Greedy decoding with temperature=0 and top_k=1

python eval/eval_generate.py \
  --config ./train_configs/full_llama32_1b_swallowcode_tok32k.toml \
  --checkpoint ./checkpoint/step-50000 \
  --prompt "def count_vowels(s):\n    \"\"\"Count vowels in a string.\"\"\"\n    vowels = set(\"aeiouAEIOU\")\n" \
  --mode lm \
  --max_new_tokens 64 \
  --temperature 0 \
  --top_k 1 \
  --stop_at_eos \
  --custom_import custom_spec

[titan] 2026-01-10 22:07:58,523 - root - INFO - Loading tokenizer from tokenizer.json
[titan] 2026-01-10 22:07:58,787 - root - INFO - Applying Llama-like patch for Llama
[titan] 2026-01-10 22:08:10,971 - root - INFO - Loading checkpoint: ./checkpoint/step-50000
/home/dudeperf3ct/projects/mini-codellm/codellm_pretrain/torch_titan/.venv/lib/python3.12/site-packages/torch/distributed/checkpoint/utils.py:483: UserWarning: torch.distributed is disabled, unavailable or uninitialized, assuming the intent is to load in a single process.
  return func(*args, **kwargs)
[titan] 2026-01-10 22:08:12,580 - root - INFO - Checkpoint loaded in 1.61 seconds
[titan] 2026-01-10 22:09:13,698 - root - INFO - [prompt] prompt:
def count_vowels(s):
    """Count vowels in a string."""
    vowels = set("aeiouAEIOU")

[titan] 2026-01-10 22:09:13,699 - root - INFO - [prompt] completion:

 def print ( f . get _ to _ to _ to _ to _ to _ to _ to _ to _ to _ to _ to _ to - 8 0 0 0 0 0 0 0 0 0 0 0 0 0 0 0 0 0 0 0 0 0 0 0 0 0 0 0 0 0 0 0
[titan] 2026-01-10 22:09:13,699 - root - INFO - [prompt] tokens: prompt=27 completion=64 time=61.12

The results don’t look. Even with greedy decoding, the model outputs were still noisy and didn’t consistently complete simple Python snippets. The “extra spaces” are a byte‑level BPE artifact (low‑confidence tokens). This likely means the model is still under‑trained for clean code and FIM exposure is relatively sparse (PSM/SPM are a fraction of the data, and short snippets rarely see FIM due to min_code_length=100).

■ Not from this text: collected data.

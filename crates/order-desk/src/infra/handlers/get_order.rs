use std::sync::Arc;

use async_trait::async_trait;
use mediator::{Context, RequestHandler};

use crate::domain::{models::OrderView, requests::GetOrderRequest, store::OrderStore};

pub struct GetOrder {
    store: Arc<dyn OrderStore>,
}

impl GetOrder {
    pub fn new(store: Arc<dyn OrderStore>) -> Self {
        Self { store }
    }
}

#[async_trait]
impl RequestHandler<GetOrderRequest> for GetOrder {
    /// An unknown id is `None`, not an error.
    async fn handle(
        &self,
        request: GetOrderRequest,
        _ctx: &Context,
    ) -> anyhow::Result<Option<OrderView>> {
        self.store.get(request.order_id).await
    }
}

#[cfg(test)]
mod tests {
    use super::*;
    use crate::{domain::models::NewOrder, infra::store::MemoryOrderStore};

    #[tokio::test]
    async fn test_unknown_id_is_none() {
        let handler = GetOrder::new(Arc::new(MemoryOrderStore::new()));
        let view = handler
            .handle(GetOrderRequest { order_id: 7 }, &Context::new())
            .await
            .unwrap();
        assert_eq!(view, None);
    }

    #[tokio::test]
    async fn test_known_id_is_returned() {
        let store = Arc::new(MemoryOrderStore::new());
        let stored = store
            .insert(NewOrder {
                customer: "Bob".into(),
                product: "Gadget".into(),
                qty: 2,
            })
            .await
            .unwrap();

        let handler = GetOrder::new(store);
        let view = handler
            .handle(GetOrderRequest { order_id: stored.id }, &Context::new())
            .await
            .unwrap();
        assert_eq!(view, Some(stored));
    }
}
use std::sync::Arc;

use async_trait::async_trait;
use futures::{StreamExt, stream::FuturesUnordered};
use mediator::{Context, Mediator, SendError};
use serde_json::{Value, json};
use tokio::sync::mpsc;
use tokio_stream::wrappers::ReceiverStream;
use tokio_util::sync::CancellationToken;
use tracing::error;

use crate::{
    core::Shutdowner,
    domain::{
        consumer::CommandConsumer,
        models::{Command, Incoming},
        requests::{CreateOrderRequest, GetOrderRequest, ListOrdersRequest, OrderPlaced},
        sender::Sender,
    },
};

/// Dispatches every incoming command through the mediator and writes one
/// JSON reply per command. Replies to concurrent reads may arrive out of
/// line order; the `line` field ties each reply to its command.
pub struct Consumer<S> {
    mediator: Mediator,
    sender: Arc<S>,
    concurrency: usize,
    cancel_token: CancellationToken,
}

impl<S: Sender> Consumer<S> {
    pub fn new(mediator: Mediator, sender: S, concurrency: usize) -> Self {
        Self {
            mediator,
            sender: Arc::new(sender),
            concurrency: concurrency.max(1),
            cancel_token: CancellationToken::new(),
        }
    }

    async fn reply(&self, incoming: Incoming) {
        let Incoming { line, command } = incoming;

        let body = match command {
            Ok(command) => {
                let ctx = Context::with_cancel_token(self.cancel_token.child_token());
                match execute(&self.mediator, command, &ctx).await {
                    Ok(value) => json!({ "line": line, "ok": value }),
                    Err(e) => json!({ "line": line, "error": format!("{e:#}") }),
                }
            }
            Err(e) => json!({ "line": line, "error": e.to_string() }),
        };

        if let Err(e) = self.sender.send(&body.to_string()).await {
            handle_error(e);
        }
    }
}

#[async_trait]
impl<S: Sender> CommandConsumer for Consumer<S> {
    /// Reads run up to `concurrency` at a time. A create waits for every
    /// earlier command to finish and runs alone, so a later `get` sees it.
    async fn consume(&self, ch: mpsc::Receiver<Incoming>) {
        let mut commands = ReceiverStream::new(ch);
        let mut in_flight = FuturesUnordered::new();

        loop {
            tokio::select! {
                Some(()) = in_flight.next(), if !in_flight.is_empty() => {}

                next = commands.next(), if in_flight.len() < self.concurrency => {
                    let Some(incoming) = next else { break };

                    if incoming.is_write() {
                        while in_flight.next().await.is_some() {}
                        self.reply(incoming).await;
                    } else {
                        in_flight.push(self.reply(incoming));
                    }
                }
            }
        }

        while in_flight.next().await.is_some() {}
    }
}

#[async_trait]
impl<S: Sender> Shutdowner for Consumer<S> {
    async fn shutdown(&self) -> anyhow::Result<()> {
        self.cancel_token.cancel();
        Ok(())
    }
}

/// Maps a command onto its request type and sends it.
async fn execute(
    mediator: &Mediator,
    command: Command,
    ctx: &Context,
) -> Result<Value, SendError> {
    let value = match command {
        Command::Create {
            customer,
            product,
            qty,
        } => {
            let request = CreateOrderRequest {
                customer: customer.clone(),
                product,
                qty,
            };
            let order_id = mediator.send_with(request, ctx).await?;

            mediator
                .publish_with(OrderPlaced { order_id, customer }, ctx)
                .await?;

            json!({ "order_id": order_id })
        }
        Command::Get { order_id } => {
            let view = mediator
                .send_with(GetOrderRequest { order_id }, ctx)
                .await?;
            json!(view)
        }
        Command::List => {
            let views = mediator.send_with(ListOrdersRequest, ctx).await?;
            json!(views)
        }
    };

    Ok(value)
}

fn handle_error(e: anyhow::Error) {
    error!("failed to send reply: {}", e);
}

If I run this again, I’ll do two quick sanity checks before any expensive run:

  • Overfit a tiny dataset (1–5 files) with fim_rate=1.0 to confirm the pipeline.
  • Run greedy LM/FIM eval on a long snippet with a large missing middle.
Note

Eval debugging notes document provides high level overview from various evaluation results, patterns of what’s going wrong and likely hypothesis.

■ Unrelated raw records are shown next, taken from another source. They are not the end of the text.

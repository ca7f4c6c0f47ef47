use std::any::{Any, type_name};
use std::marker::PhantomData;
use std::sync::Arc;

use async_trait::async_trait;

use crate::{context::Context, error::SendError};

/// A fact broadcast to every subscriber of its type.
///
/// Unlike a [`Request`](crate::Request) a notification may have any number
/// of handlers, including none.
pub trait Notification: Clone + Send + Sync + 'static {}

#[async_trait]
pub trait NotificationHandler<N: Notification>: Send + Sync + 'static {
    async fn handle(&self, notification: N, ctx: &Context) -> anyhow::Result<()>;
}

#[async_trait]
impl<N, H> NotificationHandler<N> for Arc<H>
where
    N: Notification,
    H: NotificationHandler<N> + ?Sized,
{
    async fn handle(&self, notification: N, ctx: &Context) -> anyhow::Result<()> {
        (**self).handle(notification, ctx).await
    }
}

#[async_trait]
pub(crate) trait DynNotificationHandler: Send + Sync + 'static {
    async fn call(
        &self,
        notification: &(dyn Any + Send + Sync),
        ctx: &Context,
    ) -> Result<(), SendError>;
}

pub(crate) struct TypedNotificationHandler<N, H> {
    handler: H,
    _phantom: PhantomData<fn(N)>,
}

impl<N, H> TypedNotificationHandler<N, H>
where
    N: Notification,
    H: NotificationHandler<N>,
{
    pub(crate) fn new(handler: H) -> Self {
        Self {
            handler,
            _phantom: PhantomData,
        }
    }
}

#[async_trait]
impl<N, H> DynNotificationHandler for TypedNotificationHandler<N, H>
where
    N: Notification,
    H: NotificationHandler<N>,
{
    async fn call(
        &self,
        notification: &(dyn Any + Send + Sync),
        ctx: &Context,
    ) -> Result<(), SendError> {
        let notification = notification
            .downcast_ref::<N>()
            .ok_or_else(|| SendError::ErasedTypeMismatch {
                request: type_name::<N>(),
                expected: type_name::<N>(),
                found: (*notification).type_id(),
            })?
            .clone();

        self.handler
            .handle(notification, ctx)
            .await
            .map_err(SendError::Handler)
    }
}
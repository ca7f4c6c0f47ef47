mod core;
mod domain;
mod infra;

use std::sync::Arc;

use crate::core::App;
use crate::infra::{
    Config, Consumer, LineSource, LogGuard, MemoryOrderStore, Settings, StdoutSender,
    UnixSignalHandler, handlers, handlers::audit::AuditTrail,
};
use tracing::info;

const CONFIG_PATH: &str = "./config";

fn main() -> anyhow::Result<()> {
    load_config()?;
    let settings = Settings::from_config(&Config::new())?;
    let _log_guard = LogGuard::init(settings.log_filter.as_deref())?;
    info!("starting with {:?}", settings);

    let runtime = tokio::runtime::Builder::new_multi_thread()
        .enable_all()
        .build()?;
    let res = runtime.block_on(serve(settings));

    // A pending stdin read holds a blocking thread that cannot be interrupted.
    runtime.shutdown_background();
    res
}

async fn serve(settings: Settings) -> anyhow::Result<()> {
    let audit = Arc::new(AuditTrail::new());
    let mediator = handlers::registry(Arc::new(MemoryOrderStore::new()), audit.clone())?;

    let source = LineSource::stdin();
    let consumer = Consumer::new(mediator, StdoutSender::stdout(), settings.concurrency);

    let app = App::new(
        UnixSignalHandler::new()?,
        source,
        consumer,
        settings.shutdown_timeout,
    );

    app.run().await?;

    info!("{} orders placed this session", audit.entries().await.len());
    Ok(())
}

/// A missing config file is fine; a malformed one is not.
fn load_config() -> anyhow::Result<()> {
    match dotenv::from_path(CONFIG_PATH) {
        Ok(()) | Err(dotenv::Error::Io(_)) => Ok(()),
        Err(e) => Err(e.into()),
    }
}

Thoughts on working with torchtitan

Everything was not a walk in the park. Below I describe the errors I encountered and my experience when running torchtitan training

  • Data loading timed out during couple of smoke test runs. The solution for this was to disable XNET export HF_HUB_DISABLE_XET=1.
  • Silent errors when local_batch_size far exceeds the memory limit. The training run silently failed without starting any runs. It does not throw any OOM errors.
  • TorchTitan supports only next token prediction as it’s objective. All the data loading and datasets assume this is the only task.
  • Lack of support for additional PyTorch-native models. It only supports models under model folder which includes llama 3.1, llama 4, DeepSeek v3 and gpt_oss.
  • Experimental support for transformers backend. Since there was not Llama 3.2 native PyTorch model, I used one from Hugging Face hub. This meant I had to hack around making sure that this new model uses custom tokenizer and new vocabulary size.
  • Configuring or enabling different parallelism is as easy as changing the number in the config file.
  • Evaluation: I did not implement any evaluation but it would be good to see the progress of the model as it is being trained.
  • Training provides useful metrics such as mfu, memory and loss. It makes it easy to keep an eye on utilization.
  • Support for W&B experiment tracker allows ease of monitoring the logs, loss, and all the metrics exposed as part of training including number of tokens seen.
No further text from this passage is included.